Est-ce si grave de présenter, à l’épreuve orale sur
liste, ce qu’on a compris et retenu de ces explications, de ces formules
d’étude de textes qui sont autant d’outils pratiques et exacts ?
On ne va évidemment
pas, à l’heure où l’on programme sa disparition, parer, comme
dans une rubrique nécrologique, cette liste de toutes les vertus.
On peut cependant mesurer à quoi conduirait sa suppression.
Elle mène tout d’abord,
aux yeux des élèves, à une dégradation de l’image
du français. Sans liste de textes, l’élève ne
peut diriger précisément ses efforts. Certes, il aura étudié
des notions, des genres, des registres, mais sera à l’examen, sur
un support inconnu, dans le flou de leur réutilisation. Il
sera en insécurité, pour sa première épreuve
d’importance, dans une matière difficile où on lui demandera
de se repérer sans qu’il soit toujours en mesure de le faire, et
sans qu’il soit examiné de façon forcément équitable
– les textes inconnus seront-ils tous d’accès égal ? A quoi
bon dans ce cas, aux yeux de l’élève, travailler en français,
sans savoir si ses efforts auront un fruit, et dans une matière
qui lui paraîtra une loterie ? A quoi bon, pour les littéraires,
choisir une série où les aléas sont plus grands qu’ailleurs
?
Par ailleurs, la suppression
de la liste témoigne d’une méconnaissance de l’élève
et de ses capacités réelles. Que peut faire un élève
en trente minutes, voire une heure, seul devant un texte – même s’il
en connaît le genre et le registre -, là où son professeur,
dans le même temps, aurait à peine la possibilité de
bâtir une explication correcte ? Ou bien c’est dire, par avance,
qu’on attend seulement une paraphrase superficielle, qui n’aura aucun intérêt,
ni aucune valeur formatrice. Et par un cercle vicieux que l’on commence
à bien connaître, cette faiblesse des exigences conduira
mécaniquement à une faiblesse des apprentissages.
L’épreuve de français deviendra une mascarade, et l’année
du baccalauréat une épreuve… pour le professeur, qui saura
sa discipline trahie.
Sans liste, l’évaluation
de l’élève risque également d’être faussée.
Placé dans une situation impossible ou délicate, il lui sera
difficile de donner le meilleur de lui-même. Il risque de ne pas
savoir réutiliser les connaissances qu’il aura acquises, car leur
transposition sur un texte inconnu lui posera certainement des problèmes.

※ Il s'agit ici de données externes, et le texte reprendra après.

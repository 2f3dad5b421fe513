use crate::api::types::{DomainBinding, StatsPayload, StatusPayload};
use serde::Serialize;
use std::collections::{BTreeMap, BTreeSet};

/// Aggregate view of the remote service. Replaced wholesale on every
/// successful poll, never patched field by field.
#[derive(Debug, Clone, Default, PartialEq, Serialize)]
pub struct Status {
    pub connected: bool,
    /// public port -> local port
    pub tunnels: BTreeMap<u16, u16>,
    pub domains: BTreeMap<String, DomainBinding>,
    pub uptime_seconds: f64,
    pub server_address: String,
    pub stats: TrafficStats,
}

#[derive(Debug, Clone, Copy, Default, PartialEq, Eq, Serialize)]
pub struct TrafficStats {
    pub bytes_up: u64,
    pub bytes_down: u64,
    pub latency_ms: i64,
}

impl From<StatsPayload> for TrafficStats {
    fn from(stats: StatsPayload) -> Self {
        Self {
            bytes_up: stats.bytes_up,
            bytes_down: stats.bytes_down,
            latency_ms: stats.latency_ms,
        }
    }
}

impl From<StatusPayload> for Status {
    fn from(payload: StatusPayload) -> Self {
        Self {
            connected: payload.connected,
            tunnels: payload.tunnels,
            domains: payload.domains,
            uptime_seconds: payload.uptime,
            server_address: payload.server_addr,
            stats: payload.stats.map(TrafficStats::from).unwrap_or_default(),
        }
    }
}

impl Status {
    /// Same snapshot, flagged as no longer backed by a live session.
    pub fn disconnected(&self) -> Self {
        Self {
            connected: false,
            ..self.clone()
        }
    }

    pub fn tunnel_ids(&self) -> BTreeSet<u16> {
        self.tunnels.keys().copied().collect()
    }

    pub fn has_tunnel(&self, public_port: u16) -> bool {
        self.tunnels.contains_key(&public_port)
    }
}

#[derive(Debug, Clone, Copy, PartialEq, Eq, Default, Serialize)]
pub enum SessionState {
    #[default]
    Unauthenticated,
    Authenticated,
}

impl SessionState {
    pub fn is_authenticated(&self) -> bool {
        matches!(self, Self::Authenticated)
    }
}

#[derive(Debug, Clone, Copy, PartialEq, Eq, Default, Serialize)]
pub enum ActiveView {
    #[default]
    Tunnels,
    Domains,
    Inspector,
}

impl ActiveView {
    pub fn parse(value: &str) -> Option<Self> {
        match value.trim().to_ascii_lowercase().as_str() {
            "tunnels" => Some(Self::Tunnels),
            "domains" => Some(Self::Domains),
            "inspector" | "inspect" => Some(Self::Inspector),
            _ => None,
        }
    }
}

#[cfg(test)]
mod tests {
    use super::*;

    #[test]
    fn test_disconnected_keeps_tunnels_and_domains() {
        let status = Status {
            connected: true,
            tunnels: [(8080, 3000)].into_iter().collect(),
            domains: [(
                "a.example.com".to_string(),
                DomainBinding {
                    public_port: 8080,
                    mode: Default::default(),
                },
            )]
            .into_iter()
            .collect(),
            ..Default::default()
        };

        let stale = status.disconnected();
        assert!(!stale.connected);
        assert_eq!(stale.tunnels, status.tunnels);
        assert_eq!(stale.domains, status.domains);
    }

    #[test]
    fn test_missing_stats_become_zero() {
        let status = Status::from(StatusPayload {
            connected: true,
            ..Default::default()
        });
        assert_eq!(status.stats, TrafficStats::default());
    }
}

Comment, de son côté, l’examinateur pourra-t-il fixer des
critères, sans savoir – même s’il en a une description - ce
qui aura été exactement étudié et approfondi
? La référence à un texte, une œuvre ou un groupement,
telle qu’elle existe actuellement, renseigne davantage l’examinateur, et
forge davantage ses attentes, que la référence à une
notion ou un registre.
Comment ne pas deviner que seraient
au fond nécessairement valorisées, et au moins deux fois
plus qu’aujourd’hui, ces qualités que l’on n’apprend pas à
l’école, l’aisance culturelle, le brio , tandis que la capacité
à s’approprier ce que l’on ne possède pas d’avance, qualité
proprement scolaire, passerait au second plan ? Faut-il donc toujours
moins d’école à l’école ? L’épreuve actuelle,
l’examen méthodique d’un texte, tel qu’il est défini, tel
qu’il a été reprécisé en 1996, a le mérite
de correspondre à un cadre, à des connaissances et à
une rigueur sur lesquels tout le monde s’est peu à peu mis d’accord.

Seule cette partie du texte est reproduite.